• _THE INPUT_:
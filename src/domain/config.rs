use serde::{Deserialize, Serialize};

use crate::domain::patterns::pattern_names;

/// Named palette used by the renderer, colors as `#RRGGBB`
#[derive(Clone, Debug, PartialEq, Eq, Serialize, Deserialize)]
#[serde(rename_all = "camelCase")]
pub struct ColorScheme {
    pub name: String,
    pub alive_color: String,
    pub dead_color: String,
    pub grid_color: String,
}

/// Scheme colors packed as ABGR (bytes [RR, GG, BB, AA] in memory)
#[derive(Clone, Copy, Debug, PartialEq, Eq)]
pub struct SchemeColors {
    pub alive: u32,
    pub dead: u32,
    pub grid: u32,
}

impl Default for SchemeColors {
    /// Classic: black on white with light grey lines
    fn default() -> Self {
        Self {
            alive: 0xFF000000,
            dead: 0xFFFFFFFF,
            grid: 0xFFCCCCCC,
        }
    }
}

impl ColorScheme {
    fn builtin(name: &str, alive: &str, dead: &str, grid: &str) -> Self {
        Self {
            name: name.to_string(),
            alive_color: alive.to_string(),
            dead_color: dead.to_string(),
            grid_color: grid.to_string(),
        }
    }

    pub fn colors(&self) -> Result<SchemeColors, String> {
        Ok(SchemeColors {
            alive: parse_hex_color(&self.alive_color)?,
            dead: parse_hex_color(&self.dead_color)?,
            grid: parse_hex_color(&self.grid_color)?,
        })
    }
}

#[derive(Clone, Debug, PartialEq, Eq, Serialize, Deserialize)]
pub struct GridSize {
    pub width: u32,
    pub height: u32,
    pub label: String,
}

impl GridSize {
    fn square(side: u32) -> Self {
        Self {
            width: side,
            height: side,
            label: format!("{}x{}", side, side),
        }
    }
}

/// Startup settings for the front-end
#[derive(Clone, Debug, PartialEq, Eq, Serialize, Deserialize)]
#[serde(rename_all = "camelCase")]
pub struct Settings {
    pub grid_size: GridSize,
    pub color_scheme: ColorScheme,
    /// Milliseconds between generations
    pub speed_ms: u32,
    pub min_speed_ms: u32,
    pub max_speed_ms: u32,
    /// Pixels per cell
    pub cell_size: u32,
    pub show_grid: bool,
}

#[derive(Clone, Debug, PartialEq, Eq, Serialize)]
#[serde(rename_all = "camelCase")]
pub struct EngineConfig {
    color_schemes: Vec<ColorScheme>,
    grid_sizes: Vec<GridSize>,
    defaults: Settings,
}

impl Default for EngineConfig {
    fn default() -> Self {
        Self::builtin()
    }
}

impl EngineConfig {
    pub fn builtin() -> Self {
        let color_schemes = vec![
            ColorScheme::builtin("Classic", "#000000", "#FFFFFF", "#CCCCCC"),
            ColorScheme::builtin("Dark Mode", "#00FF00", "#1a1a1a", "#333333"),
            ColorScheme::builtin("Ocean", "#00CED1", "#001F3F", "#0074D9"),
            ColorScheme::builtin("Sunset", "#FF6347", "#FFB6C1", "#8B0000"),
        ];
        let grid_sizes: Vec<GridSize> = [25, 50, 75, 100].into_iter().map(GridSize::square).collect();
        let defaults = Settings {
            grid_size: grid_sizes[1].clone(),
            color_scheme: color_schemes[0].clone(),
            speed_ms: 500,
            min_speed_ms: 100,
            max_speed_ms: 1000,
            cell_size: 10,
            show_grid: true,
        };
        Self {
            color_schemes,
            grid_sizes,
            defaults,
        }
    }

    /// Parse a JSON config. Sections left out fall back to the builtin ones.
    pub fn from_json(json: &str) -> Result<Self, String> {
        let root: ConfigRoot = serde_json::from_str(json).map_err(|e| e.to_string())?;
        Self::from_root(root)
    }

    fn from_root(root: ConfigRoot) -> Result<Self, String> {
        let builtin = Self::builtin();
        let color_schemes = root.color_schemes.unwrap_or(builtin.color_schemes);
        let grid_sizes = root.grid_sizes.unwrap_or(builtin.grid_sizes);

        let fallback = &builtin.defaults;
        let d = root.defaults.unwrap_or_default();

        let grid_size = match d.grid_size {
            Some(label) => grid_sizes
                .iter()
                .find(|s| s.label == label)
                .cloned()
                .ok_or_else(|| format!("defaults.gridSize refers to unknown size: {}", label))?,
            None => grid_sizes
                .iter()
                .find(|s| s.label == fallback.grid_size.label)
                .or_else(|| grid_sizes.first())
                .cloned()
                .ok_or_else(|| "gridSizes must not be empty".to_string())?,
        };
        let color_scheme = match d.color_scheme {
            Some(name) => color_schemes
                .iter()
                .find(|s| s.name == name)
                .cloned()
                .ok_or_else(|| format!("defaults.colorScheme refers to unknown scheme: {}", name))?,
            None => color_schemes
                .iter()
                .find(|s| s.name == fallback.color_scheme.name)
                .or_else(|| color_schemes.first())
                .cloned()
                .ok_or_else(|| "colorSchemes must not be empty".to_string())?,
        };

        let config = Self {
            defaults: Settings {
                grid_size,
                color_scheme,
                speed_ms: d.speed_ms.unwrap_or(fallback.speed_ms),
                min_speed_ms: d.min_speed_ms.unwrap_or(fallback.min_speed_ms),
                max_speed_ms: d.max_speed_ms.unwrap_or(fallback.max_speed_ms),
                cell_size: d.cell_size.unwrap_or(fallback.cell_size),
                show_grid: d.show_grid.unwrap_or(fallback.show_grid),
            },
            color_schemes,
            grid_sizes,
        };
        config.validate()?;
        Ok(config)
    }

    pub fn validate(&self) -> Result<(), String> {
        if self.color_schemes.is_empty() {
            return Err("colorSchemes must not be empty".to_string());
        }
        if self.grid_sizes.is_empty() {
            return Err("gridSizes must not be empty".to_string());
        }

        for (i, scheme) in self.color_schemes.iter().enumerate() {
            if self.color_schemes[..i].iter().any(|s| s.name == scheme.name) {
                return Err(format!("duplicate color scheme name: {}", scheme.name));
            }
            scheme
                .colors()
                .map_err(|e| format!("color scheme {}: {}", scheme.name, e))?;
        }

        for (i, size) in self.grid_sizes.iter().enumerate() {
            if self.grid_sizes[..i].iter().any(|s| s.label == size.label) {
                return Err(format!("duplicate grid size label: {}", size.label));
            }
            if size.width == 0 || size.height == 0 {
                return Err(format!(
                    "grid size {} has non-positive dimensions {}x{}",
                    size.label, size.width, size.height
                ));
            }
        }

        let d = &self.defaults;
        if d.min_speed_ms > d.max_speed_ms {
            return Err(format!(
                "minSpeedMs {} is greater than maxSpeedMs {}",
                d.min_speed_ms, d.max_speed_ms
            ));
        }
        if !(d.min_speed_ms..=d.max_speed_ms).contains(&d.speed_ms) {
            return Err(format!(
                "speedMs {} outside [{}, {}]",
                d.speed_ms, d.min_speed_ms, d.max_speed_ms
            ));
        }
        if d.cell_size == 0 {
            return Err("cellSize must be positive".to_string());
        }
        Ok(())
    }

    pub fn color_schemes(&self) -> &[ColorScheme] {
        &self.color_schemes
    }

    pub fn grid_sizes(&self) -> &[GridSize] {
        &self.grid_sizes
    }

    pub fn defaults(&self) -> &Settings {
        &self.defaults
    }

    pub fn color_scheme(&self, name: &str) -> Option<&ColorScheme> {
        self.color_schemes.iter().find(|s| s.name == name)
    }

    pub fn grid_size(&self, label: &str) -> Option<&GridSize> {
        self.grid_sizes.iter().find(|s| s.label == label)
    }

    pub fn clamp_speed(&self, speed_ms: u32) -> u32 {
        speed_ms.clamp(self.defaults.min_speed_ms, self.defaults.max_speed_ms)
    }

    /// Everything the front-end needs to populate its controls. Defaults
    /// name their grid size and scheme, so the output parses back through
    /// `from_json`.
    pub fn manifest_json(&self) -> String {
        let out = ConfigManifest {
            format_version: 1,
            color_schemes: &self.color_schemes,
            grid_sizes: &self.grid_sizes,
            defaults: ManifestDefaults::from(&self.defaults),
            patterns: pattern_names(),
        };
        serde_json::to_string(&out).unwrap_or_else(|_| "{}".to_string())
    }
}

/// `#RRGGBB` to ABGR with full alpha
pub fn parse_hex_color(s: &str) -> Result<u32, String> {
    let hex = s
        .strip_prefix('#')
        .filter(|h| h.len() == 6 && h.bytes().all(|b| b.is_ascii_hexdigit()))
        .ok_or_else(|| format!("invalid color {:?}, expected #RRGGBB", s))?;
    let rgb = u32::from_str_radix(hex, 16).map_err(|e| e.to_string())?;
    let r = (rgb >> 16) & 0xFF;
    let g = (rgb >> 8) & 0xFF;
    let b = rgb & 0xFF;
    Ok(0xFF00_0000 | (b << 16) | (g << 8) | r)
}

#[derive(Serialize)]
#[serde(rename_all = "camelCase")]
struct ConfigManifest<'a> {
    format_version: u32,
    color_schemes: &'a [ColorScheme],
    grid_sizes: &'a [GridSize],
    defaults: ManifestDefaults<'a>,
    patterns: Vec<&'static str>,
}

#[derive(Serialize)]
#[serde(rename_all = "camelCase")]
struct ManifestDefaults<'a> {
    grid_size: &'a str,
    color_scheme: &'a str,
    speed_ms: u32,
    min_speed_ms: u32,
    max_speed_ms: u32,
    cell_size: u32,
    show_grid: bool,
}

impl<'a> From<&'a Settings> for ManifestDefaults<'a> {
    fn from(d: &'a Settings) -> Self {
        Self {
            grid_size: &d.grid_size.label,
            color_scheme: &d.color_scheme.name,
            speed_ms: d.speed_ms,
            min_speed_ms: d.min_speed_ms,
            max_speed_ms: d.max_speed_ms,
            cell_size: d.cell_size,
            show_grid: d.show_grid,
        }
    }
}

#[derive(Deserialize)]
#[serde(rename_all = "camelCase")]
struct ConfigRoot {
    #[serde(default)]
    color_schemes: Option<Vec<ColorScheme>>,
    #[serde(default)]
    grid_sizes: Option<Vec<GridSize>>,
    #[serde(default)]
    defaults: Option<ConfigDefaults>,
}

/// Defaults refer to schemes and sizes by name
#[derive(Default, Deserialize)]
#[serde(rename_all = "camelCase")]
struct ConfigDefaults {
    #[serde(default)]
    grid_size: Option<String>,
    #[serde(default)]
    color_scheme: Option<String>,
    #[serde(default)]
    speed_ms: Option<u32>,
    #[serde(default)]
    min_speed_ms: Option<u32>,
    #[serde(default)]
    max_speed_ms: Option<u32>,
    #[serde(default)]
    cell_size: Option<u32>,
    #[serde(default)]
    show_grid: Option<bool>,
}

• _AIM OF THE EXERCISE_: From the first line of the listing above through the line that contains "AA] in memory)", retype every line exactly, and write nothing else.

• _OUTPUT FOR THIS TASK_:
filename src/domain/config.rs
use serde::{Deserialize, Serialize};

use crate::domain::patterns::pattern_names;

/// Named palette used by the renderer, colors as `#RRGGBB`
#[derive(Clone, Debug, PartialEq, Eq, Serialize, Deserialize)]
#[serde(rename_all = "camelCase")]
pub struct ColorScheme {
    pub name: String,
    pub alive_color: String,
    pub dead_color: String,
    pub grid_color: String,
}

/// Scheme colors packed as ABGR (bytes [RR, GG, BB, AA] in memory)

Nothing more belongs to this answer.